● **ACTIVITY**
In the data below, find every line with the word "Shorthand" and copy it.

● **INFORMATION GIVEN**

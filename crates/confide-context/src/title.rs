// SPDX-FileCopyrightText: 2026 Confide Contributors
// SPDX-License-Identifier: MIT OR Apache-2.0

//! First-exchange title generation.

use std::sync::Arc;

use confide_core::{
    CompletionProvider, ConfideError, ConversationId, ConversationStore, PromptMessage,
    ProviderRequest,
};
use tracing::info;

pub const TITLE_PROMPT: &str =
    "Create a conversation title of at most six words for the following exchange:\n";

/// Longest title the store accepts, in characters.
pub const MAX_TITLE_CHARS: usize = 100;

pub fn title_request(
    model: &str,
    max_tokens: u32,
    user_text: &str,
    assistant_text: &str,
) -> ProviderRequest {
    ProviderRequest {
        model: model.to_string(),
        messages: vec![PromptMessage::system(format!(
            "{TITLE_PROMPT}user: {user_text}\nai: {assistant_text}"
        ))],
        max_tokens,
    }
}

/// Trim, strip wrapping quotes, and cap the length. `None` when nothing is left.
pub fn sanitize_title(raw: &str) -> Option<String> {
    let quotes: &[char] = &['"', '\'', '\u{201c}', '\u{201d}'];
    let title = raw.trim().trim_matches(quotes).trim();
    if title.is_empty() {
        return None;
    }
    Some(title.chars().take(MAX_TITLE_CHARS).collect())
}

pub struct TitleGenerator {
    provider: Arc<dyn CompletionProvider>,
    store: Arc<dyn ConversationStore>,
    model: String,
    max_tokens: u32,
}

impl TitleGenerator {
    pub fn new(
        provider: Arc<dyn CompletionProvider>,
        store: Arc<dyn ConversationStore>,
        model: String,
        max_tokens: u32,
    ) -> Self {
        Self {
            provider,
            store,
            model,
            max_tokens,
        }
    }

    /// Generate a title from the first exchange and store it.
    pub async fn generate(
        &self,
        id: &ConversationId,
        user_text: &str,
        assistant_text: &str,
    ) -> Result<String, ConfideError> {
        let response = self
            .provider
            .complete(title_request(
                &self.model,
                self.max_tokens,
                user_text,
                assistant_text,
            ))
            .await?;

        let title = sanitize_title(&response.content)
            .ok_or_else(|| ConfideError::provider("provider returned an empty title"))?;
        self.store.update_title(id, &title).await?;

        info!(conversation_id = %id, title = %title, "conversation titled");
        Ok(title)
    }
}

#[cfg(test)]
mod tests {
    use super::*;
    use confide_core::{Conversation, OwnerId};
    use confide_test_utils::{MockProvider, temp_store};

    #[test]
    fn sanitize_strips_quotes_and_whitespace() {
        assert_eq!(
            sanitize_title("  \"Coping with exam stress\"\n").as_deref(),
            Some("Coping with exam stress")
        );
        assert_eq!(sanitize_title("\u{201c}Hard week\u{201d}").as_deref(), Some("Hard week"));
        assert_eq!(sanitize_title(" '' "), None);
    }

    #[test]
    fn sanitize_caps_length_on_char_boundary() {
        let long = "가".repeat(150);
        let title = sanitize_title(&long).unwrap();
        assert_eq!(title.chars().count(), MAX_TITLE_CHARS);
    }

    #[test]
    fn title_request_embeds_first_exchange() {
        let request = title_request("small", 32, "I failed my exam", "I'm sorry to hear that");
        assert_eq!(
            request.messages[0].content,
            format!("{TITLE_PROMPT}user: I failed my exam\nai: I'm sorry to hear that")
        );
    }

    #[tokio::test]
    async fn generate_stores_sanitized_title() {
        let (store, _dir) = temp_store().await.unwrap();
        let id = ConversationId::new("c-title");
        store
            .create_conversation(&Conversation {
                id: id.clone(),
                owner_id: OwnerId::new("alice"),
                title: None,
                history: String::new(),
                memo: None,
                created_at: "2026-01-01T00:00:00.000Z".to_string(),
            })
            .await
            .unwrap();

        let provider = Arc::new(MockProvider::new());
        provider.push_completion("\"Exam worries\"").await;
        let generator = TitleGenerator::new(provider, store.clone(), "small".into(), 32);

        assert_eq!(generator.generate(&id, "u", "a").await.unwrap(), "Exam worries");
        let stored = store.get_conversation(&id).await.unwrap().unwrap();
        assert_eq!(stored.title.as_deref(), Some("Exam worries"));
    }
}
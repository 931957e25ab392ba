// SPDX-FileCopyrightText: 2026 Confide Contributors
// SPDX-License-Identifier: MIT OR Apache-2.0

//! Error types for the confide chat engine.

use thiserror::Error;

/// The primary error type used across every confide crate.
///
/// Pre-stream failures (`Validation`, `NotFound`, `Forbidden`, `Unauthorized`)
/// are returned to the caller before any side effect. Once a response is
/// streaming, only `Provider` errors ever reach the caller; `Storage` and
/// `Compaction` failures on the completion path are logged and swallowed.
#[derive(Debug, Error)]
pub enum ConfideError {
    /// Caller input rejected (blank message, malformed request).
    #[error("validation error: {0}")]
    Validation(String),

    /// A referenced record does not exist.
    #[error("{resource} not found: {id}")]
    NotFound { resource: String, id: String },

    /// The caller is not the owner of the referenced record.
    #[error("forbidden: {0}")]
    Forbidden(String),

    /// The caller's credential could not be resolved to an owner.
    #[error("unauthorized")]
    Unauthorized,

    /// Completion provider failure (connect error, mid-stream failure).
    #[error("provider error: {message}")]
    Provider {
        message: String,
        source: Option<Box<dyn std::error::Error + Send + Sync>>,
    },

    /// Storage backend errors (connection, query failure, row mapping).
    #[error("storage error: {source}")]
    Storage {
        source: Box<dyn std::error::Error + Send + Sync>,
    },

    /// History compaction failed; the stored summary is unchanged.
    #[error("compaction error: {message}")]
    Compaction {
        message: String,
        source: Option<Box<dyn std::error::Error + Send + Sync>>,
    },

    /// Configuration errors (invalid TOML, failed validation).
    #[error("configuration error: {0}")]
    Config(String),

    /// Internal or unexpected errors.
    #[error("internal error: {0}")]
    Internal(String),
}

impl ConfideError {
    /// Shorthand for a missing conversation.
    pub fn conversation_not_found(id: impl Into<String>) -> Self {
        Self::NotFound {
            resource: "conversation".to_string(),
            id: id.into(),
        }
    }

    /// Shorthand for a provider error without an underlying source.
    pub fn provider(message: impl Into<String>) -> Self {
        Self::Provider {
            message: message.into(),
            source: None,
        }
    }

    /// Returns true for errors that must be rejected before streaming starts.
    pub fn is_pre_stream(&self) -> bool {
        matches!(
            self,
            Self::Validation(_) | Self::NotFound { .. } | Self::Forbidden(_) | Self::Unauthorized
        )
    }
}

● **RESPONSE BELOW**
    /// Shorthand for a missing conversation.
    /// Shorthand for a provider error without an underlying source.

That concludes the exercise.